Facilitation has been recognized as an important biotic interaction driving community structure during the recent two decades, such as the integration of facilitation into competition-based community assembly theories, such as the neutral theory of community assembly, is now an emergent task for ecologists. We used an individual-based spatially explicit model to evaluate the impacts of facilitation on the diversity and structure of the neutral community. We found that facilitation promotes neutral community species coexistence and diversity by two kinds of mechanisms, one related to the abiotic environment and the other to biotic interactions. First, facilitation increased species abundances by ameliorating the abiotic environmental conditions, thus reducing species stochastic extinctions at harsh environmental conditions. Second, facilitation played a role as a stabilizing mechanism through “heterospecific density dependence”, resulting in a negative relationship between species fitness and relative abundance.
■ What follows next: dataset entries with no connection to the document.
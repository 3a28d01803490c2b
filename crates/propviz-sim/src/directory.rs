//! Owned scene state and per-entity control leases.
//!
//! All position writes go through [`EntityDirectory`]. A writer must hold
//! the entity's [`ControlToken`]; at most one token exists per entity, so
//! a drag and a playback tick can never write the same entity.

use std::collections::HashMap;

use tracing::debug;

use propviz_core::enums::{ControlHolder, EntityKind};
use propviz_core::error::PreconditionError;
use propviz_core::types::{Entity, GeoPoint, Position, Scene};

/// Write lease on one entity's position. Not `Clone`: returning it to the
/// directory is the only way to give the lease up.
#[derive(Debug, PartialEq, Eq)]
pub struct ControlToken {
    entity_id: String,
    holder: ControlHolder,
}

impl ControlToken {
    pub fn entity_id(&self) -> &str {
        &self.entity_id
    }

    pub fn holder(&self) -> ControlHolder {
        self.holder
    }
}

/// Lookup and mutation surface used by the drag controller and the
/// playback scheduler.
pub trait EntityDirectory {
    fn find(&self, id: &str) -> Option<&Entity>;

    /// Entity animated by playback: `preferred` if present, else the first aircraft.
    fn moving_entity(&self, preferred: &str) -> Option<&Entity>;

    /// Take the write lease on `id`. Fails if the entity is unknown or already leased.
    fn acquire(&mut self, id: &str, holder: ControlHolder) -> Result<ControlToken, PreconditionError>;

    /// Give a lease back.
    fn release(&mut self, token: ControlToken);

    fn holder(&self, id: &str) -> Option<ControlHolder>;

    /// Write a dragged position. Grid positions are clamped to the scene
    /// bounds; the applied position is returned.
    fn apply_drag(&mut self, token: &ControlToken, position: Position) -> Result<Position, PreconditionError>;

    /// Write a playback position and glyph heading.
    fn apply_playback(
        &mut self,
        token: &ControlToken,
        position: GeoPoint,
        heading_deg: f64,
    ) -> Result<(), PreconditionError>;
}

#[derive(Debug, Default)]
pub struct SceneDirectory {
    scene: Option<Scene>,
    leases: HashMap<String, ControlHolder>,
    revision: u64,
}

impl SceneDirectory {
    pub fn new() -> Self {
        Self::default()
    }

    pub fn scene(&self) -> Option<&Scene> {
        self.scene.as_ref()
    }

    /// Bumped on every mutation; observers compare it to decide whether to re-render.
    pub fn revision(&self) -> u64 {
        self.revision
    }

    /// Install a scene fetched from the backend or loaded from a scenario.
    /// Leases on entities that no longer exist are dropped.
    pub fn load(&mut self, scene: Scene) {
        self.leases
            .retain(|id, _| scene.entities.iter().any(|e| &e.id == id));
        debug!(entities = scene.entities.len(), "scene loaded");
        self.scene = Some(scene);
        self.revision += 1;
    }

    /// Remove an entity. Rejected while it is leased.
    pub fn delete(&mut self, id: &str) -> Result<Entity, PreconditionError> {
        if let Some(holder) = self.leases.get(id) {
            return Err(PreconditionError::ControlHeld {
                id: id.to_string(),
                holder: *holder,
            });
        }
        let scene = self.scene.as_mut().ok_or(PreconditionError::NoScene)?;
        let idx = scene
            .entities
            .iter()
            .position(|e| e.id == id)
            .ok_or_else(|| PreconditionError::UnknownEntity(id.to_string()))?;
        self.revision += 1;
        Ok(scene.entities.remove(idx))
    }

    /// Transmitters the backend can model: emitters with both frequency and power set.
    pub fn transmitters(&self) -> Vec<Entity> {
        self.scene
            .iter()
            .flat_map(|s| s.entities.iter())
            .filter(|e| {
                e.kind.is_emitter()
                    && e.kind != EntityKind::Aircraft
                    && e.frequency_mhz.is_some()
                    && e.power_dbm.is_some()
            })
            .cloned()
            .collect()
    }

    fn entity_for(&mut self, token: &ControlToken) -> Result<&mut Entity, PreconditionError> {
        match self.leases.get(&token.entity_id) {
            Some(h) if *h == token.holder => {}
            Some(h) => {
                return Err(PreconditionError::ControlHeld {
                    id: token.entity_id.clone(),
                    holder: *h,
                })
            }
            None => return Err(PreconditionError::UnknownEntity(token.entity_id.clone())),
        }
        self.scene
            .as_mut()
            .and_then(|s| s.find_mut(&token.entity_id))
            .ok_or_else(|| PreconditionError::UnknownEntity(token.entity_id.clone()))
    }
}

impl EntityDirectory for SceneDirectory {
    fn find(&self, id: &str) -> Option<&Entity> {
        self.scene.as_ref()?.find(id)
    }

    fn moving_entity(&self, preferred: &str) -> Option<&Entity> {
        let scene = self.scene.as_ref()?;
        scene
            .find(preferred)
            .or_else(|| scene.first_of(EntityKind::Aircraft))
    }

    fn acquire(&mut self, id: &str, holder: ControlHolder) -> Result<ControlToken, PreconditionError> {
        if self.find(id).is_none() {
            return Err(PreconditionError::UnknownEntity(id.to_string()));
        }
        if let Some(current) = self.leases.get(id) {
            return Err(PreconditionError::ControlHeld {
                id: id.to_string(),
                holder: *current,
            });
        }
        self.leases.insert(id.to_string(), holder);
        debug!(id, ?holder, "control acquired");
        Ok(ControlToken {
            entity_id: id.to_string(),
            holder,
        })
    }

    fn release(&mut self, token: ControlToken) {
        if self.leases.get(&token.entity_id) == Some(&token.holder) {
            self.leases.remove(&token.entity_id);
            debug!(id = %token.entity_id, holder = ?token.holder, "control released");
        }
    }

    fn holder(&self, id: &str) -> Option<ControlHolder> {
        self.leases.get(id).copied()
    }

    fn apply_drag(&mut self, token: &ControlToken, position: Position) -> Result<Position, PreconditionError> {
        if !position.is_finite() {
            return Err(PreconditionError::NonFinitePosition);
        }
        let bounds = self
            .scene
            .as_ref()
            .map(|s| s.bounds)
            .ok_or(PreconditionError::NoScene)?;
        let entity = self.entity_for(token)?;
        let applied = match (entity.position, position) {
            (Position::Grid(_), Position::Grid(p)) => Position::Grid(bounds.clamp(p)),
            (Position::Geo(_), Position::Geo(p)) => Position::Geo(p),
            _ => return Err(PreconditionError::WrongCoordinateMode),
        };
        entity.position = applied;
        self.revision += 1;
        Ok(applied)
    }

    fn apply_playback(
        &mut self,
        token: &ControlToken,
        position: GeoPoint,
        heading_deg: f64,
    ) -> Result<(), PreconditionError> {
        if !position.is_finite() {
            return Err(PreconditionError::NonFinitePosition);
        }
        let entity = self.entity_for(token)?;
        if entity.position.as_geo().is_none() {
            return Err(PreconditionError::WrongCoordinateMode);
        }
        entity.position = Position::Geo(position);
        entity.heading_deg = Some(heading_deg);
        self.revision += 1;
        Ok(())
    }
}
On the other hand, facilitation also has a counteracting negative impact on neutral community diversity through inhibiting colonization of new species from the meta-community by amplifying the “dilution effects”. This negative impact of facilitation overwhelmed its positive impact which caused the reduction of neutral community diversity from low to intermediate environmental severity levels. By comparing the neutral community with the niche-structured community, our results indicated that the negative effect of facilitation on community diversity seems to be a general phenomenon which needs further explorations.

Suggested Citation

  • Xiao, Sa & Zhao, Liang & Zhang, Jia-Lin & Wang, Xiang-Tai & Chen, Shu-Yan, 2013. "The integration of facilitation into the neutral theory of community assembly," Ecological Modelling, Elsevier, vol. 251(C), pages 127-134.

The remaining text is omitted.